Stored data
# # # # #

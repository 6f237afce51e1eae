//! Resolution of a single combatant's turn.
//!
//! Fixed order: turn-start effect tick, then (unless skipped) primary damage
//! with stance reduction and counters, PP steal, shield boost, healing and
//! finally status effects. Victory is checked after every step that can
//! deplete a health pool.

use crate::combatant::Side;
use crate::effects::ApplyOutcome;
use crate::moves::{EffectTarget, Move, MoveId};
use crate::rng::RollContext;
use crate::roll::{Roll, calculate_range, roll};
use crate::stance::{AttackOutcome, DefensiveStance};

use super::{BattleEvent, BattleSession, Step};

impl BattleSession {
    /// Run one combatant's full turn against `target`.
    pub(super) fn take_turn(
        &mut self,
        actor: usize,
        move_id: &MoveId,
        target: usize,
        step: &mut Step,
    ) {
        let tick = self.tick_effects(actor, step);
        if self.check_outcome(step) {
            return;
        }
        if self.combatants[actor].is_defeated() {
            return;
        }

        if tick.skip_turn {
            let name = self.combatants[actor].name.clone();
            self.push_log(step, format!("{name} is unable to act!"));
            self.end_turn(actor, None, step);
            return;
        }

        let Some(mv) = self.combatants[actor].find_move(move_id).cloned() else {
            let name = self.combatants[actor].name.clone();
            self.push_log(step, format!("{name} hesitates."));
            self.end_turn(actor, None, step);
            return;
        };

        let target = if tick.confused {
            let name = self.combatants[actor].name.clone();
            self.push_log(step, format!("{name} is confused and turns on itself!"));
            actor
        } else {
            target
        };

        self.resolve_move(actor, target, &mv, step);
        self.end_turn(actor, Some(&mv), step);
    }

    fn roll_value(&mut self, actor: usize, base: u32, mv: &Move, context: RollContext) -> Roll {
        let range = calculate_range(base, mv.level, mv.mastery_level, &self.config.roll);
        roll(
            range,
            self.combatants[actor].level,
            mv.level,
            mv.mastery_level,
            &self.config.roll,
            &mut self.rng,
            context,
        )
    }

    /// Apply a move's numeric effects. Returns early if the battle ends.
    pub(super) fn resolve_move(&mut self, actor: usize, target: usize, mv: &Move, step: &mut Step) {
        let actor_name = self.combatants[actor].name.clone();
        let target_name = self.combatants[target].name.clone();
        self.push_log(step, format!("{actor_name} uses {}!", mv.name));

        if let Some(spec) = &mv.stance {
            self.combatants[actor].stance = Some(DefensiveStance::from_spec(spec));
            self.touch(step, actor);
            self.push_log(step, format!("{actor_name} takes a {} stance.", spec.name));
        }

        // (a) primary damage
        if mv.damage > 0 {
            let rolled = self.roll_value(actor, mv.damage, mv, RollContext::Damage);
            let reduced = match &self.combatants[target].stance {
                Some(stance) if target != actor => stance.reduce(rolled.value),
                _ => rolled.value,
            };
            let report = self.combatants[target].take_damage(reduced);
            self.touch(step, target);

            let flair = if rolled.is_max_roll { " MAX DAMAGE!" } else { "" };
            self.push_log(
                step,
                format!(
                    "{actor_name}'s {} deals {} damage to {target_name}.{flair}",
                    mv.name,
                    report.total()
                ),
            );
            if reduced < rolled.value {
                self.push_log(
                    step,
                    format!("{target_name}'s stance blocks {}.", rolled.value - reduced),
                );
            }
            if report.shield_damage > 0 {
                self.push_log(
                    step,
                    format!("{target_name}'s shield absorbs {}.", report.shield_damage),
                );
            }
            if report.shield_broken {
                self.push_log(step, format!("{target_name}'s shield shatters!"));
            }
            self.check_awakening(step);

            let outcome = AttackOutcome {
                raw_damage: rolled.value,
                reduced_damage: reduced,
                report,
                is_max_roll: rolled.is_max_roll,
            };
            let counter = match &self.combatants[target].stance {
                Some(stance) if target != actor && !self.combatants[target].is_defeated() => {
                    stance.counter_for(&outcome).map(|dmg| (stance.name.clone(), dmg))
                }
                _ => None,
            };
            if let Some((stance_name, damage)) = counter {
                let dealt = self.combatants[actor].take_damage(damage).total();
                self.touch(step, actor);
                self.push_log(
                    step,
                    format!("{target_name}'s {stance_name} counters for {dealt} damage!"),
                );
                self.check_awakening(step);
            }

            if self.check_outcome(step) {
                return;
            }
        }

        // (b) PP steal
        if mv.pp_steal > 0 {
            let rolled = self.roll_value(actor, mv.pp_steal, mv, RollContext::PpSteal);
            let stolen = self.combatants[target].drain_resource(rolled.value);
            self.touch(step, target);
            if stolen > 0 {
                self.push_log(
                    step,
                    format!("{actor_name} steals {stolen} PP from {target_name}."),
                );
                self.credit_steal(actor, stolen, step);
            }
            self.check_awakening(step);
            if self.check_outcome(step) {
                return;
            }
        }

        // (c) shield boost
        if mv.shield_boost > 0 {
            let rolled = self.roll_value(actor, mv.shield_boost, mv, RollContext::ShieldBoost);
            let added = self.combatants[actor].boost_shield(rolled.value);
            self.touch(step, actor);
            self.push_log(step, format!("{actor_name}'s shield grows by {added}."));
        }

        // (d) healing
        if mv.healing > 0 {
            let rolled = self.roll_value(actor, mv.healing, mv, RollContext::Healing);
            let healed = self.combatants[actor].heal(rolled.value);
            self.touch(step, actor);
            self.push_log(step, format!("{actor_name} recovers {healed} health."));
        }

        // (e) status effects
        for spec in &mv.status_effects {
            let recipient = match spec.target {
                EffectTarget::Opponent => target,
                EffectTarget::User => actor,
            };
            let recipient_name = self.combatants[recipient].name.clone();

            if !self.rng.chance(RollContext::StatusChance, spec.success_chance) {
                self.push_log(step, format!("{recipient_name} resisted {}!", spec.kind));
                continue;
            }

            let source = self.combatants[actor].id.clone();
            let outcome = self.combatants[recipient]
                .effects
                .apply(spec.instantiate(&source));
            self.touch(step, recipient);
            let line = match outcome {
                ApplyOutcome::Cleansed { removed } => {
                    format!("{recipient_name} is cleansed of {removed} effect(s).")
                }
                _ => format!("{recipient_name} is afflicted with {}!", spec.kind),
            };
            self.push_log(step, line);
        }
    }

    /// Stolen PP: banked until victory for the local side, kept by anyone else.
    fn credit_steal(&mut self, actor: usize, amount: u32, step: &mut Step) {
        if self.combatants[actor].side == Side::Ally {
            self.state.pending_pp = self.state.pending_pp.saturating_add(amount);
            step.events.push(BattleEvent::RewardBanked {
                amount,
                total: self.state.pending_pp,
            });
        } else {
            self.combatants[actor].gain_power_points(amount);
            self.touch(step, actor);
        }
    }

    /// Bookkeeping once the actor's turn has fully resolved.
    pub(super) fn end_turn(&mut self, actor: usize, used: Option<&Move>, step: &mut Step) {
        let combatant = &mut self.combatants[actor];
        combatant.tick_cooldowns();
        if let Some(mv) = used {
            combatant.start_cooldown(mv);
        }

        let held = combatant.stance.is_some();
        let expired = match combatant.stance.as_mut() {
            Some(stance) => stance.end_owner_turn().then(|| stance.name.clone()),
            None => None,
        };
        if let Some(stance_name) = expired {
            combatant.stance = None;
            let name = combatant.name.clone();
            self.push_log(step, format!("{name}'s {stance_name} stance fades."));
        }
        // The countdown changed even when the stance holds.
        if held {
            self.touch(step, actor);
        }
    }
}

# # # # #

Write every entry out again. Leave each one exactly as it is.

repository 6f237afce51e1eae
//! Resolution of a single combatant's turn.
//!
//! Fixed order: turn-start effect tick, then (unless skipped) primary damage
//! with stance reduction and counters, PP steal, shield boost, healing and
//! finally status effects. Victory is checked after every step that can
//! deplete a health pool.

use crate::combatant::Side;
use crate::effects::ApplyOutcome;
use crate::moves::{EffectTarget, Move, MoveId};
use crate::rng::RollContext;
use crate::roll::{Roll, calculate_range, roll};
use crate::stance::{AttackOutcome, DefensiveStance};

use super::{BattleEvent, BattleSession, Step};

impl BattleSession {
    /// Run one combatant's full turn against `target`.
    pub(super) fn take_turn(
        &mut self,
        actor: usize,
        move_id: &MoveId,
        target: usize,
        step: &mut Step,
    ) {
        let tick = self.tick_effects(actor, step);
        if self.check_outcome(step) {
            return;
        }
        if self.combatants[actor].is_defeated() {
            return;
        }

        if tick.skip_turn {
            let name = self.combatants[actor].name.clone();
            self.push_log(step, format!("{name} is unable to act!"));
            self.end_turn(actor, None, step);
            return;
        }

        let Some(mv) = self.combatants[actor].find_move(move_id).cloned() else {
            let name = self.combatants[actor].name.clone();
            self.push_log(step, format!("{name} hesitates."));
            self.end_turn(actor, None, step);
            return;
        };

        let target = if tick.confused {
            let name = self.combatants[actor].name.clone();
            self.push_log(step, format!("{name} is confused and turns on itself!"));
            actor
        } else {
            target
        };

        self.resolve_move(actor, target, &mv, step);
        self.end_turn(actor, Some(&mv), step);
    }

    fn roll_value(&mut self, actor: usize, base: u32, mv: &Move, context: RollContext) -> Roll {
        let range = calculate_range(base, mv.level, mv.mastery_level, &self.config.roll);
        roll(
            range,
            self.combatants[actor].level,
            mv.level,
            mv.mastery_level,
            &self.config.roll,
            &mut self.rng,
            context,
        )
    }

    /// Apply a move's numeric effects. Returns early if the battle ends.
    pub(super) fn resolve_move(&mut self, actor: usize, target: usize, mv: &Move, step: &mut Step) {
        let actor_name = self.combatants[actor].name.clone();
        let target_name = self.combatants[target].name.clone();
        self.push_log(step, format!("{actor_name} uses {}!", mv.name));

        if let Some(spec) = &mv.stance {
            self.combatants[actor].stance = Some(DefensiveStance::from_spec(spec));
            self.touch(step, actor);
            self.push_log(step, format!("{actor_name} takes a {} stance.", spec.name));
        }

        // (a) primary damage
        if mv.damage > 0 {
            let rolled = self.roll_value(actor, mv.damage, mv, RollContext::Damage);
            let reduced = match &self.combatants[target].stance {
                Some(stance) if target != actor => stance.reduce(rolled.value),
                _ => rolled.value,
            };
            let report = self.combatants[target].take_damage(reduced);
            self.touch(step, target);

            let flair = if rolled.is_max_roll { " MAX DAMAGE!" } else { "" };
            self.push_log(
                step,
                format!(
                    "{actor_name}'s {} deals {} damage to {target_name}.{flair}",
                    mv.name,
                    report.total()
                ),
            );
            if reduced < rolled.value {
                self.push_log(
                    step,
                    format!("{target_name}'s stance blocks {}.", rolled.value - reduced),
                );
            }
            if report.shield_damage > 0 {
                self.push_log(
                    step,
                    format!("{target_name}'s shield absorbs {}.", report.shield_damage),
                );
            }
            if report.shield_broken {
                self.push_log(step, format!("{target_name}'s shield shatters!"));
            }
            self.check_awakening(step);

            let outcome = AttackOutcome {
                raw_damage: rolled.value,
                reduced_damage: reduced,
                report,
                is_max_roll: rolled.is_max_roll,
            };
            let counter = match &self.combatants[target].stance {
                Some(stance) if target != actor && !self.combatants[target].is_defeated() => {
                    stance.counter_for(&outcome).map(|dmg| (stance.name.clone(), dmg))
                }
                _ => None,
            };
            if let Some((stance_name, damage)) = counter {
                let dealt = self.combatants[actor].take_damage(damage).total();
                self.touch(step, actor);
                self.push_log(
                    step,
                    format!("{target_name}'s {stance_name} counters for {dealt} damage!"),
                );
                self.check_awakening(step);
            }

            if self.check_outcome(step) {
                return;
            }
        }

        // (b) PP steal
        if mv.pp_steal > 0 {
            let rolled = self.roll_value(actor, mv.pp_steal, mv, RollContext::PpSteal);
            let stolen = self.combatants[target].drain_resource(rolled.value);
            self.touch(step, target);
            if stolen > 0 {
                self.push_log(
                    step,
                    format!("{actor_name} steals {stolen} PP from {target_name}."),
                );
                self.credit_steal(actor, stolen, step);
            }
            self.check_awakening(step);
            if self.check_outcome(step) {
                return;
            }
        }

        // (c) shield boost
        if mv.shield_boost > 0 {
            let rolled = self.roll_value(actor, mv.shield_boost, mv, RollContext::ShieldBoost);
            let added = self.combatants[actor].boost_shield(rolled.value);
            self.touch(step, actor);
            self.push_log(step, format!("{actor_name}'s shield grows by {added}."));
        }

        // (d) healing
        if mv.healing > 0 {
            let rolled = self.roll_value(actor, mv.healing, mv, RollContext::Healing);
            let healed = self.combatants[actor].heal(rolled.value);
            self.touch(step, actor);
            self.push_log(step, format!("{actor_name} recovers {healed} health."));
        }

        // (e) status effects
        for spec in &mv.status_effects {
            let recipient = match spec.target {
                EffectTarget::Opponent => target,
                EffectTarget::User => actor,
            };
            let recipient_name = self.combatants[recipient].name.clone();

            if !self.rng.chance(RollContext::StatusChance, spec.success_chance) {
                self.push_log(step, format!("{recipient_name} resisted {}!", spec.kind));
                continue;
            }

            let source = self.combatants[actor].id.clone();
            let outcome = self.combatants[recipient]
                .effects
                .apply(spec.instantiate(&source));
            self.touch(step, recipient);
            let line = match outcome {
                ApplyOutcome::Cleansed { removed } => {
                    format!("{recipient_name} is cleansed of {removed} effect(s).")
                }
                _ => format!("{recipient_name} is afflicted with {}!", spec.kind),
            };
            self.push_log(step, line);
        }
    }

    /// Stolen PP: banked until victory for the local side, kept by anyone else.
    fn credit_steal(&mut self, actor: usize, amount: u32, step: &mut Step) {
        if self.combatants[actor].side == Side::Ally {
            self.state.pending_pp = self.state.pending_pp.saturating_add(amount);
            step.events.push(BattleEvent::RewardBanked {
                amount,
                total: self.state.pending_pp,
            });
        } else {
            self.combatants[actor].gain_power_points(amount);
            self.touch(step, actor);
        }
    }

    /// Bookkeeping once the actor's turn has fully resolved.
    pub(super) fn end_turn(&mut self, actor: usize, used: Option<&Move>, step: &mut Step) {
        let combatant = &mut self.combatants[actor];
        combatant.tick_cooldowns();
        if let Some(mv) = used {
            combatant.start_cooldown(mv);
        }

        let held = combatant.stance.is_some();
        let expired = match combatant.stance.as_mut() {
            Some(stance) => stance.end_owner_turn().then(|| stance.name.clone()),
            None => None,
        };
        if let Some(stance_name) = expired {
            combatant.stance = None;
            let name = combatant.name.clone();
            self.push_log(step, format!("{name}'s {stance_name} stance fades."));
        }
        // The countdown changed even when the stance holds.
        if held {
            self.touch(step, actor);
        }
    }
}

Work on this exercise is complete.